From code inspection, these are the only two places in WebKit where we take markup strings provided directly to us from the page through DOM API, and sanitize it with the purpose of writing to the system clipboard.

I will use <https://bugs.webkit.org/show_bug.cgi?id=211524> to track finding a better name for this enum (or possibly replacing it altogether).
Comment 24 Darin Adler 2020-05-06 13:02:33 PDT
(In reply to Wenson Hsieh from comment #23)
> From code inspection, these are the only two places in WebKit where we take
> markup strings provided directly to us from the page through DOM API, and
> sanitize it with the purpose of writing to the system clipboard.

What limits this to markup strings provided by the page? Seems like we could have the same kind of problem when serializing markup from the DOM as part of a copy operation.
Comment 25 EWS 2020-05-06 13:02:43 PDT
Committed r261247: <https://trac.webkit.org/changeset/261247>

All reviewed patches have been landed. Closing bug and clearing flags on attachment 398643 [details].
Comment 26 Wenson Hsieh 2020-05-06 13:26:24 PDT
(In reply to Darin Adler from comment #24)
> (In reply to Wenson Hsieh from comment #23)
> > From code inspection, these are the only two places in WebKit where we take
> > markup strings provided directly to us from the page through DOM API, and
> > sanitize it with the purpose of writing to the system clipboard.
> 
> What limits this to markup strings provided by the page?
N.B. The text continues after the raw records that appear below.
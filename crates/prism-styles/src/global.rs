//! Global style sheet
//!
//! Documents are appended one at a time. Each append publishes a new immutable
//! composite snapshot and offers it to the UI subsystem. A rejected sheet is
//! forced in when `retry_failed_validation` is on, so a broken style sheet
//! degrades visuals instead of stopping startup.

use crate::composite::CompositeUvssDocument;
use crate::document::UvssDocument;
use arc_swap::{ArcSwap, ArcSwapOption};
use parking_lot::Mutex;
use prism_core::config::{get_config_manager, StylingConfig};
use prism_core::content::{load, ContentManager, ScreenDensityBucket};
use prism_core::error::Result;
use prism_core::logging::LogCategory;
use prism_core::{prism_info, prism_warn};
use std::fmt;
use std::sync::atomic::{AtomicU64, Ordering};
use std::sync::Arc;

static NEXT_SHEET_ID: AtomicU64 = AtomicU64::new(1);

/// The part of the UI subsystem that owns the active global style sheet
pub trait StyleSheetHost: Send + Sync {
    /// Install `sheet` if it is compatible with the active one
    fn try_install_global_style_sheet(&self, sheet: Arc<CompositeUvssDocument>) -> bool;

    /// Install `sheet` unconditionally
    fn set_global_style_sheet(&self, sheet: Arc<CompositeUvssDocument>);

    fn global_style_sheet(&self) -> Option<Arc<CompositeUvssDocument>>;
}

/// Decides whether `candidate` may replace `current`
pub type CompatibilityPolicy =
    Arc<dyn Fn(Option<&CompositeUvssDocument>, &CompositeUvssDocument) -> bool + Send + Sync>;

/// Default [`StyleSheetHost`]: a swappable slot plus a compatibility policy.
///
/// Without a custom policy a sheet is compatible when the slot is empty or
/// holds an earlier snapshot of the same global style sheet.
pub struct UiStyleHost {
    slot: ArcSwapOption<CompositeUvssDocument>,
    policy: CompatibilityPolicy,
}

impl UiStyleHost {
    pub fn new() -> Self {
        Self::with_policy(|current, candidate| {
            current.map_or(true, |current| current.origin() == candidate.origin())
        })
    }

    pub fn with_policy<F>(policy: F) -> Self
    where
        F: Fn(Option<&CompositeUvssDocument>, &CompositeUvssDocument) -> bool + Send + Sync + 'static,
    {
        Self {
            slot: ArcSwapOption::empty(),
            policy: Arc::new(policy),
        }
    }
}

impl Default for UiStyleHost {
    fn default() -> Self {
        Self::new()
    }
}

impl StyleSheetHost for UiStyleHost {
    fn try_install_global_style_sheet(&self, sheet: Arc<CompositeUvssDocument>) -> bool {
        let current = self.slot.load();
        if !(self.policy)(current.as_deref(), &sheet) {
            return false;
        }
        self.slot.store(Some(sheet));
        true
    }

    fn set_global_style_sheet(&self, sheet: Arc<CompositeUvssDocument>) {
        self.slot.store(Some(sheet));
    }

    fn global_style_sheet(&self) -> Option<Arc<CompositeUvssDocument>> {
        self.slot.load_full()
    }
}

impl fmt::Debug for UiStyleHost {
    fn fmt(&self, f: &mut fmt::Formatter<'_>) -> fmt::Result {
        f.debug_struct("UiStyleHost")
            .field("origin", &self.slot.load_full().and_then(|s| s.origin()))
            .finish()
    }
}

/// Application-wide style sheet built from appended documents
pub struct GlobalStyleSheet {
    id: u64,
    sources: Mutex<Vec<Arc<UvssDocument>>>,
    current: ArcSwap<CompositeUvssDocument>,
    host: Arc<dyn StyleSheetHost>,
    config: StylingConfig,
}

impl GlobalStyleSheet {
    pub fn new(host: Arc<dyn StyleSheetHost>) -> Self {
        let config = get_config_manager()
            .map(|manager| manager.get_styling_config())
            .unwrap_or_default();
        Self::with_config(host, config)
    }

    pub fn with_config(host: Arc<dyn StyleSheetHost>, config: StylingConfig) -> Self {
        let id = NEXT_SHEET_ID.fetch_add(1, Ordering::Relaxed);
        Self {
            id,
            sources: Mutex::new(Vec::new()),
            current: ArcSwap::from_pointee(CompositeUvssDocument::with_origin(id)),
            host,
            config,
        }
    }

    pub fn id(&self) -> u64 {
        self.id
    }

    /// Current snapshot
    pub fn composite(&self) -> Arc<CompositeUvssDocument> {
        self.current.load_full()
    }

    pub fn host(&self) -> &Arc<dyn StyleSheetHost> {
        &self.host
    }

    /// Load a document from `content` and append it. Returns whether the UI
    /// subsystem accepted the sheet without the fallback.
    pub fn append(&self, content: &dyn ContentManager, asset_path: &str) -> Result<bool> {
        let document = load::<Arc<UvssDocument>>(content, asset_path, ScreenDensityBucket::default())?;
        prism_info!(
            LogCategory::Styles,
            "Appending style sheet '{}' ({} rules)",
            asset_path,
            document.len()
        );
        Ok(self.append_shared(document))
    }

    /// Append an already parsed document
    pub fn append_document(&self, document: UvssDocument) -> bool {
        self.append_shared(Arc::new(document))
    }

    pub fn append_shared(&self, document: Arc<UvssDocument>) -> bool {
        {
            let mut sources = self.sources.lock();
            sources.push(document);

            let mut composite = CompositeUvssDocument::with_origin(self.id);
            for source in sources.iter() {
                composite.push(Arc::clone(source));
            }
            tracing::debug!(sheet = self.id, sources = sources.len(), "Published style sheet snapshot");
            self.current.store(Arc::new(composite));
        }

        let validated = self.on_validating();
        self.on_validation_complete(validated);
        validated
    }

    /// Offer the current snapshot to the UI subsystem
    pub fn on_validating(&self) -> bool {
        self.host.try_install_global_style_sheet(self.composite())
    }

    pub fn on_validation_complete(&self, validated: bool) {
        if validated {
            return;
        }
        if self.config.retry_failed_validation {
            prism_warn!(
                LogCategory::Styles,
                "Global style sheet {} failed validation, installing anyway",
                self.id
            );
            self.host.set_global_style_sheet(self.composite());
        } else {
            prism_warn!(
                LogCategory::Styles,
                "Global style sheet {} failed validation and was not installed",
                self.id
            );
        }
    }
}

impl fmt::Debug for GlobalStyleSheet {
    fn fmt(&self, f: &mut fmt::Formatter<'_>) -> fmt::Result {
        f.debug_struct("GlobalStyleSheet")
            .field("id", &self.id)
            .field("sources", &self.sources.lock().len())
            .field("config", &self.config)
            .finish()
    }
}

#[cfg(test)]
mod tests {
    use super::*;

    #[test]
    fn test_snapshots_of_the_same_sheet_are_compatible() {
        let host = Arc::new(UiStyleHost::new());
        let sheet = GlobalStyleSheet::with_config(host.clone(), StylingConfig::default());

        assert!(sheet.append_document(UvssDocument::new()));
        assert!(sheet.append_document(UvssDocument::new()));
        let installed = host.global_style_sheet().unwrap();
        assert_eq!(installed.origin(), Some(sheet.id()));
        assert_eq!(installed.sources().len(), 2);

        let other = GlobalStyleSheet::with_config(
            host.clone(),
            StylingConfig {
                retry_failed_validation: false,
            },
        );
        assert!(!other.append_document(UvssDocument::new()));
        assert_eq!(host.global_style_sheet().unwrap().origin(), Some(sheet.id()));
    }
}
//! UVML templates for the Prism presentation foundation
//!
//! Markup ([`UvmlElement`]) is compiled once into a [`UvmlTemplate`]: a graph of
//! [`InstantiateNode`]s whose [`Mutator`]s assign property values in declared
//! order. Templates are instantiated into an [`ElementTree`] against a
//! [`UvmlEnvironment`] holding the factory registry and the compiled-expression
//! source.
//!
//! [`ElementTree`]: prism_core::tree::ElementTree

pub mod compiler;
pub mod context;
pub mod expression;
pub mod factory;
pub mod markup;
pub mod mutator;
pub mod node;
pub mod template;

pub use compiler::UvmlCompiler;
pub use context::{UvmlEnvironment, UvmlInstantiationContext};
pub use expression::{BindingExpression, CompiledExpressionTable, ExpressionScope, ExpressionSource};
pub use factory::{FactoryEntry, FactoryRegistry};
pub use markup::{AttributeValue, UvmlElement};
pub use mutator::{
    ChildMutator, DependencyPropertyValueMutator, MutationOutcome, Mutator, StandardPropertyValueMutator,
};
pub use node::{InstantiateNode, UvmlNode};
pub use template::UvmlTemplate;

/// Re-export commonly used types
pub mod prelude {
    pub use crate::{
        compiler::UvmlCompiler,
        context::UvmlEnvironment,
        expression::{BindingExpression, CompiledExpressionTable},
        factory::FactoryRegistry,
        markup::UvmlElement,
        template::UvmlTemplate,
    };
}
Seems like we could
> have the same kind of problem when serializing markup from the DOM as part
> of a copy operation.

When copying from the DOM (e.g. selected text), we also write RTF and web archive data to the pasteboard, which don’t have the same problem. Both Notes and TextEdit prefer these representations over markup. It is true, however, that if a client were to still grab the HTML data and try to load it in a web page, it would be broken due to lack of encoding information.

This sounds like a good reason to push the `meta charset` hack down to `serializePreservingVisualAppearanceInternal`, and add a test for this case (where the user is copying selected text).
Comment 27 Darin Adler 2020-05-06 13:49:32 PDT
(In reply to Wenson Hsieh from comment #26)
> This sounds like a good reason to push the `meta charset` hack down to
> `serializePreservingVisualAppearanceInternal`, and add a test for this case
> (where the user is copying selected text).

Yes, that’s the kind of follow through I was thinking about!
Comment 28 Wenson Hsieh 2020-05-06 14:02:23 PDT
(In reply to Darin Adler from comment #27)
> (In reply to Wenson Hsieh from comment #26)
> > This sounds like a good reason to push the `meta charset` hack down to
> > `serializePreservingVisualAppearanceInternal`, and add a test for this case
> > (where the user is copying selected text).
> 
> Yes, that’s the kind of follow through I was thinking about!